I have a python data frame with values in a string separated by delimiter and a corresponding column with numeric value. I want to combine the rows with same list of unique elements in the string irrespective of their sequence and aggregate the corresponding column to that row
The data frame appears like this:
df = pd.DataFrame([['Organic Search, Direct', 171], ['Organic Search, Direct, Not Found', 3], ['Direct, Organic Search', 389], ['Direct, Organic Search, Not Found', 8]], columns=['A', 'B'])
df
And I want the result to appear like this:
df = pd.DataFrame([['Direct, Organic Search',560], ['Direct, Organic Search, Not Found',11]], columns = ['A','B'])
Initially I thought of using a for loop to traverse through each row of the data frame and store the list of elements in an array alphabetically, then combining the rows based on that processed row.
However, I couldn't formulate this into a code.
CodePudding user response:
You can easily do this. Example:
import pandas as pd
df = pd.DataFrame([['Organic Search, Direct', 171], ['Organic Search, Direct, Not Found', 3], ['Direct, Organic Search', 389], ['Direct, Organic Search, Not Found', 8]], columns=['A', 'B'])
print(df)
Out:
A B
0 Organic Search, Direct 171
1 Organic Search, Direct, Not Found 3
2 Direct, Organic Search 389
3 Direct, Organic Search, Not Found 8
def foo(x):
x = x.split(', ')
x.sort()
return tuple(x)
df.groupby(df.A.apply(foo))['B'].sum()
out:
A
(Direct, Not Found, Organic Search) 11
(Direct, Organic Search) 560
CodePudding user response:
I can't take credit for this, but I'm not sure how to present it outside of a separate answer.

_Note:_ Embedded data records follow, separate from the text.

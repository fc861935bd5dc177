//! AWS provider error types

use kubeprov_core::ProvisionError;
use thiserror::Error;

/// AWS provider errors
#[derive(Error, Debug)]
pub enum AwsError {
    #[error("EC2 API error: {0}")]
    Api(String),

    #[error("Configuration error: {0}")]
    Configuration(String),

    #[error("Missing instance option: {0}")]
    MissingOption(&'static str),

    #[error("Timeout: {0}")]
    Timeout(String),
}

impl From<AwsError> for ProvisionError {
    fn from(e: AwsError) -> Self {
        match e {
            AwsError::Configuration(message) => ProvisionError::Configuration(message),
            other => ProvisionError::Provider(other.to_string()),
        }
    }
}

pub type Result<T> = std::result::Result<T, AwsError>;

I am also new at Python. Using padu's logic code, I've adapted it to your original post's data.
I also substituted ['B']
with .reset_index()
to keep the original columns, as the sums were previously merged with the newly grouped values in a single column. I added also added numeric_only=True
because without specifying a column to sum, it would normally assume to stick with numeric columns, but the assumption is now a deprecated feature, as per this message I got:
The default value of numeric_only in DataFrameGroupBy.sum is deprecated. In a future version, numeric_only will default to False. Either specify numeric_only or select only columns which should be valid for the function. df = df.groupby(df['MCF Channel Grouping Path_1'].apply(sort_groupings)).sum().reset_index()
You may also want to add df =
at the beginning of the last line, as below, to keep the result in the original variable name. Missing this step caused me to lose lots of time while learning to debug.
import pandas as pd
df = pd.DataFrame([
['Direct, Organic Search',171],
['Direct, Organic Search, Not Found',4],
['Direct, Organic Search, Not Found, Referral',12],
['Direct, Organic Search, Not Found, Referral, Email',2],
['Organic Search, Direct',389],
['Organic Search, Direct, Not Found',3],
['Organic Search, Direct, Referral',76],
['Organic Search, Direct, Referral, Social Network',1]],
columns =['MCF Channel Grouping Path_1', 'Conversions'])
def sort_groupings(row_group):
row_group = row_group.split(', ') # Converts string into list using ', ' as the separator
row_group.sort() # Sorts newly, made list in ascending order
return tuple(row_group) # Converts list to a tuple (required by the 'apply' function), and returns it
df = df.groupby(df['MCF Channel Grouping Path_1'].apply(sort_groupings)).sum(numeric_only=True).reset_index()
# groupby: column in which to group common values
# apply: call a function to run on values specified
# reset_index: reinstates the first column in the final df